<-- Google Analytics START --> <-- Google Analytics END -->

john davies
notes from a small vicar
from a parish
in Liverpool, UK

    Tuesday, June 26, 2007
    Weak and razor sharp
    Archbishop Tutu beat illness to speak at the Metropolitan Cathedral this evening. I was there among the grey and good to greet him (actually our pew was relatively youthful, none over fifty, and I don't think any of us are under too many illusions about our relative goodness). Clearly not the man, physically, that he once was, Tutu had cancelled his appointments this morning and his lecture tonight felt short. But the spark was there still, if only in brief gleeful moments.

    More importantly the heart of the man was still on clear display. His theme was 'Ours is a Moral Universe' which once it sinks in seems a ridiculous statement, in the face of ... well, pretty much everything going on in the world today. But Tutu insisted that each of us have antenna which are trained onto goodness - hence the universal popularity of figures such as Mother Teresa and the Dali Lama (he said, studiously neglecting to include his own name, though our various lengthy applauses this evening might have told him where he stands in our estimation).

    I guess it's that hopeful view of humanity's heart which has enabled him to believe in the seemingly ridiculous projects which he has led to acclaim over the years, not least the Truth and Reconciliation Commission which seems to me to have demonstrated more effectively than anything else in my lifetime, on a world stage, the relevance, validity and effectiveness of nonviolent conflict resolution.

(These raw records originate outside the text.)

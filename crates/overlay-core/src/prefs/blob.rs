//! Typed access to the JSON blobs kept under individual preference keys.
//!
//! The on-disk shape stays a flat string-keyed JSON object (or array), but
//! callers only ever see typed maps. Missing or malformed blobs decode to the
//! empty value; nothing here returns an error.

use std::collections::BTreeMap;

use serde::de::DeserializeOwned;
use serde::Serialize;

use super::store::PreferenceStore;

pub fn read_map<V: DeserializeOwned>(store: &PreferenceStore, key: &str) -> BTreeMap<String, V> {
    let Some(raw) = store.get(key) else {
        return BTreeMap::new();
    };
    match serde_json::from_str(&raw) {
        Ok(map) => map,
        Err(e) => {
            tracing::warn!(key, error = %e, "ignoring malformed preference blob");
            BTreeMap::new()
        }
    }
}

pub fn write_map<V: Serialize>(store: &PreferenceStore, key: &str, map: &BTreeMap<String, V>) -> bool {
    match serde_json::to_string(map) {
        Ok(json) => store.set(key, &json),
        Err(e) => {
            tracing::error!(key, error = %e, "failed to encode preference blob");
            false
        }
    }
}

/// Read-modify-write of a single entry, keeping every other entry as stored.
pub fn merge_entry<V>(store: &PreferenceStore, key: &str, entry: &str, value: V) -> bool
where
    V: Serialize + DeserializeOwned,
{
    let mut map: BTreeMap<String, V> = read_map(store, key);
    map.insert(entry.to_string(), value);
    write_map(store, key, &map)
}

pub fn read_list(store: &PreferenceStore, key: &str) -> Vec<String> {
    let Some(raw) = store.get(key) else {
        return Vec::new();
    };
    match serde_json::from_str(&raw) {
        Ok(list) => list,
        Err(e) => {
            tracing::warn!(key, error = %e, "ignoring malformed preference list");
            Vec::new()
        }
    }
}

/// An empty list removes the key rather than storing `[]`.
pub fn write_list(store: &PreferenceStore, key: &str, list: &[String]) -> bool {
    if list.is_empty() {
        return store.remove(key);
    }
    match serde_json::to_string(list) {
        Ok(json) => store.set(key, &json),
        Err(e) => {
            tracing::error!(key, error = %e, "failed to encode preference list");
            false
        }
    }
}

    So Desmond didn't talk for long, and though I couldn't contain my disappointment that I'd not seen him at his best, it was comforting to share with friends the thought that "at least we've seen him, at least we've been here to stand and give him our applause." Coming home afterwards though that didn't feel like enough. Because though it was more feebly stated tonight, when you stop to listen to it closely again, Tutu's message remains razor sharp, and demands a response.

    Tutu was here to officially open Liverpool Hope University's Desmond Tutu Centre for War and Peace Studies and I guess I'm left thinking that if tonight comes to mean anything in the long term it must mean the people of this city and its academe working hard to ensure that that Centre shines, becomes a powerhouse for influential thinking and a foundation for vital action in the cause of peace.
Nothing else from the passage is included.